Mars’ networks were smaller and rarer. Still, their influence was huge.

Together, the 16 systems covered about 4 million square kilometers. That sounds vast, yet it made up just 5 percent of Mars’ oldest terrain. Despite covering so little ground, those areas carved nearly half of the planet’s river sediment. The team estimates that the big watersheds moved about 28 trillion cubic meters of material, 42 percent of all sediment carried by rivers on ancient Mars.

In other words, a small slice of the planet did nearly half the work.

Within those systems, the channels were tightly packed. The network density was almost seven times higher than in the rest of Mars’ ancient terrain. Outside the grandes rivers regions, most waterways were short and isolated. They often ended in crater basins that trapped water and mud.

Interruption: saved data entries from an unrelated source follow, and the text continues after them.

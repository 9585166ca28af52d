//! # 予約 API ハンドラ
//!
//! 予約の参照系エンドポイントと、リクエスト/レスポンス DTO を定義する。
//! 変更系エンドポイントは `reservation/command.rs` に分離している。

mod command;

use std::sync::Arc;

use axum::{
    Json,
    extract::{Path, Query, State},
    http::StatusCode,
    response::{IntoResponse, Response},
};
use chrono::{DateTime, Utc};
use mediflow_domain::{
    clinic::ClinicId,
    doctor::{Doctor, DoctorId},
    reservation::{Reservation, ReservationId, ReservationStatus},
};
use mediflow_infra::repository::{PageRequest, ReservationCountSummary, ReservationFilter};
use mediflow_shared::{ApiResponse, PaginatedResponse};
use serde::{Deserialize, Serialize};
use uuid::Uuid;

pub use command::{
    delete_reservation,
    record_payment,
    update_reservation,
    update_reservation_with_patient,
    update_status,
    upload_reservation_photo,
};

use crate::{error::ServiceError, usecase::ReservationUseCaseImpl};

/// 予約ハンドラの共有状態
pub struct ReservationState {
    pub usecase: ReservationUseCaseImpl,
}

/// クリニック指定クエリパラメータ
///
/// 認証ゲートウェイが解決したクリニック ID を内部 API パラメータとして
/// 受け取る。
#[derive(Debug, Deserialize)]
pub struct ClinicQuery {
    /// クリニック ID
    pub clinic_id: Uuid,
}

/// 予約一覧のクエリパラメータ
#[derive(Debug, Deserialize)]
pub struct ListReservationsQuery {
    /// クリニック ID
    pub clinic_id:       Uuid,
    /// 担当ドクターで絞り込む
    pub doctor_id:       Option<Uuid>,
    /// ステータスで絞り込む（snake_case 文字列）
    pub status:          Option<String>,
    /// 予約確定フラグで絞り込む
    pub confirmed:       Option<bool>,
    /// 診療予定日時の下限（RFC 3339）
    pub scheduled_from:  Option<DateTime<Utc>>,
    /// 診療予定日時の上限（RFC 3339）
    pub scheduled_until: Option<DateTime<Utc>>,
    /// ページ番号（1 始まり）
    pub page:            Option<u32>,
    /// 1 ページあたりの件数（最大 100）
    pub per_page:        Option<u32>,
}

impl ListReservationsQuery {
    fn into_filter_and_page(self) -> Result<(ReservationFilter, PageRequest), ServiceError> {
        let status = self
            .status
            .map(|s| s.parse::<ReservationStatus>())
            .transpose()
            .map_err(|e| ServiceError::BadRequest(e.to_string()))?;

        let filter = ReservationFilter {
            clinic_id:       ClinicId::from_uuid(self.clinic_id),
            doctor_id:       self.doctor_id.map(DoctorId::from_uuid),
            status,
            confirmed:       self.confirmed,
            scheduled_from:  self.scheduled_from,
            scheduled_until: self.scheduled_until,
        };
        let page = PageRequest::new(self.page, self.per_page);

        Ok((filter, page))
    }
}

/// 予約 DTO
#[derive(Debug, Serialize)]
pub struct ReservationDto {
    pub id:             String,
    pub clinic_id:      String,
    pub doctor_id:      String,
    pub patient_id:     String,
    pub scheduled_at:   String,
    pub status:         String,
    pub confirmed:      bool,
    pub complaint:      Option<String>,
    pub memo:           Option<String>,
    pub patient_name:   Option<String>,
    pub patient_phone:  Option<String>,
    pub payment_amount: Option<i64>,
    pub payment_method: Option<String>,
    pub paid:           bool,
    pub paid_at:        Option<String>,
    pub version:        i32,
    pub created_at:     String,
    pub updated_at:     String,
}

impl From<&Reservation> for ReservationDto {
    fn from(reservation: &Reservation) -> Self {
        Self {
            id:             reservation.id().to_string(),
            clinic_id:      reservation.clinic_id().to_string(),
            doctor_id:      reservation.doctor_id().to_string(),
            patient_id:     reservation.patient_id().to_string(),
            scheduled_at:   reservation.scheduled_at().to_rfc3339(),
            status:         reservation.status().to_string(),
            confirmed:      reservation.confirmed(),
            complaint:      reservation.complaint().map(String::from),
            memo:           reservation.memo().map(String::from),
            patient_name:   reservation.patient_name().map(|n| n.as_str().to_string()),
            patient_phone:  reservation.patient_phone().map(String::from),
            payment_amount: reservation.payment_amount().map(|a| a.as_i64()),
            payment_method: reservation.payment_method().map(|m| m.to_string()),
            paid:           reservation.paid(),
            paid_at:        reservation.paid_at().map(|t| t.to_rfc3339()),
            version:        reservation.version().as_i32(),
            created_at:     reservation.created_at().to_rfc3339(),
            updated_at:     reservation.updated_at().to_rfc3339(),
        }
    }
}

/// 件数サマリ DTO
#[derive(Debug, Serialize)]
pub struct CountSummaryDto {
    pub total:       i64,
    pub pending:     i64,
    pub confirmed:   i64,
    pub in_progress: i64,
    pub completed:   i64,
    pub cancelled:   i64,
}

impl From<ReservationCountSummary> for CountSummaryDto {
    fn from(summary: ReservationCountSummary) -> Self {
        Self {
            total:       summary.total,
            pending:     summary.pending,
            confirmed:   summary.confirmed,
            in_progress: summary.in_progress,
            completed:   summary.completed,
            cancelled:   summary.cancelled,
        }
    }
}

/// ドクター DTO
#[derive(Debug, Serialize)]
pub struct DoctorDto {
    pub id:         String,
    pub name:       String,
    pub specialty:  Option<String>,
    pub biography:  Option<String>,
    pub photo_path: Option<String>,
}

impl From<&Doctor> for DoctorDto {
    fn from(doctor: &Doctor) -> Self {
        Self {
            id:         doctor.id().to_string(),
            name:       doctor.name().to_string(),
            specialty:  doctor.specialty().map(String::from),
            biography:  doctor.biography().map(String::from),
            photo_path: doctor.photo_path().map(String::from),
        }
    }
}

/// 予約一覧を取得する
///
/// ## エンドポイント
/// GET /clinic/reservations
pub async fn list_reservations(
    State(state): State<Arc<ReservationState>>,
    Query(query): Query<ListReservationsQuery>,
) -> Result<Response, ServiceError> {
    let (filter, page) = query.into_filter_and_page()?;

    let (reservations, total) = state.usecase.list_reservations(filter, page).await?;

    let dtos: Vec<ReservationDto> = reservations.iter().map(ReservationDto::from).collect();
    let response = PaginatedResponse::new(dtos, page.page(), page.per_page(), total);

    Ok((StatusCode::OK, Json(response)).into_response())
}

/// 支払い一覧用に確定済みの予約のみを取得する
///
/// ## エンドポイント
/// GET /clinic/reservations/payments
pub async fn list_payment_reservations(
    State(state): State<Arc<ReservationState>>,
    Query(query): Query<ListReservationsQuery>,
) -> Result<Response, ServiceError> {
    let (mut filter, page) = query.into_filter_and_page()?;
    // 確定済みの予約に限定する
    filter.confirmed = Some(true);

    let (reservations, total) = state.usecase.list_reservations(filter, page).await?;

    let dtos: Vec<ReservationDto> = reservations.iter().map(ReservationDto::from).collect();
    let response = PaginatedResponse::new(dtos, page.page(), page.per_page(), total);

    Ok((StatusCode::OK, Json(response)).into_response())
}

/// 予約件数サマリを取得する
///
/// ## エンドポイント
/// GET /clinic/reservations/count
pub async fn count_reservations(
    State(state): State<Arc<ReservationState>>,
    Query(query): Query<ClinicQuery>,
) -> Result<Response, ServiceError> {
    let summary = state
        .usecase
        .count_summary(ClinicId::from_uuid(query.clinic_id))
        .await?;

    let response = ApiResponse::new(CountSummaryDto::from(summary));

    Ok((StatusCode::OK, Json(response)).into_response())
}

/// 予約を 1 件取得する
///
/// ## エンドポイント
/// GET /clinic/reservations/{id}
pub async fn get_reservation(
    State(state): State<Arc<ReservationState>>,
    Path(id): Path<Uuid>,
    Query(query): Query<ClinicQuery>,
) -> Result<Response, ServiceError> {
    let reservation = state
        .usecase
        .get_reservation(
            ReservationId::from_uuid(id),
            ClinicId::from_uuid(query.clinic_id),
        )
        .await?;

    let response = ApiResponse::new(ReservationDto::from(&reservation));

    Ok((StatusCode::OK, Json(response)).into_response())
}

/// クリニック所属のドクター一覧を取得する
///
/// ## エンドポイント
/// GET /clinic/doctors
pub async fn list_doctors(
    State(state): State<Arc<ReservationState>>,
    Query(query): Query<ClinicQuery>,
) -> Result<Response, ServiceError> {
    let doctors = state
        .usecase
        .list_doctors(ClinicId::from_uuid(query.clinic_id))
        .await?;

    let dtos: Vec<DoctorDto> = doctors.iter().map(DoctorDto::from).collect();
    let response = ApiResponse::new(dtos);

    Ok((StatusCode::OK, Json(response)).into_response())
}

Inside the large systems, flows were different. Streams connected to other streams, which fed lakes, which eventually broke through crater walls in violent floods. Those breakouts carved deep canyons and opened pathways for water to travel farther.

One type of feature played a major role: outlet canyons. These formed when crater lakes overflowed and burst through their rims. The resulting floods were extreme, capable of scouring bedrock and moving enormous loads of rock and soil.

Nearly half of all known outlet canyon length sits inside the large drainage systems. Within those watersheds, flood-carved channels produced about 41 percent of all sediment. Across the whole planet, they account for just 24 percent. That contrast reveals how important sudden, powerful floods were in stitching together local streams into longer routes.

“These floods helped break the tendency of craters to trap water,” said co-author Timothy A. Goudge, an assistant professor at the UT Jackson School of Geosciences. “They turned closed basins into pieces of longer river paths.”

Postdoctoral fellow Abdallah S. Zaki, who led the work, described the approach in simple terms. “We did the simplest thing that could be done. We just mapped them and pieced them together,” he said.

If these river systems moved so much material, where did it end up? Some answers are clear. Others remain a mystery.

The team found likely ties between several of the major watersheds and known sediment basins, including regions called Aeolis Dorsa, Arabia Terra, and Hypanis. In a few places, you can trace channels directly into deposits such as fan-shaped piles of sediment. In many others, the link is less certain.

About 21 percent of all river-carried sediment appears to have been delivered to large basins tied to these drainage systems. The rest may be buried deep in impact basins like Hellas or Argyre, or smeared along the edge between Mars’ southern highlands and northern lowlands. Much of it may also be hidden beneath dunes, dust, and lava.

On Earth, mountain building guides rivers. Tectonic plates push land up and pull it down, shaping the routes water follows. Mars never had that kind of activity. Yet it still formed large watersheds.

The researchers say early Mars relied on a different recipe: an uneven surface, rainfall or snowmelt, lakes inside craters, and time. When enough water collected, pressure broke crater walls. That single moment could reorganize miles of terrain.

This matters beyond Mars. If a planet can form major river systems without plate motion, then other worlds might, too, as long as they have water, slopes, and long periods for erosion to work.

Big rivers on Earth support big ecosystems. They move nutrients, mix minerals, and offer stable habitats. The same may have been true on early Mars.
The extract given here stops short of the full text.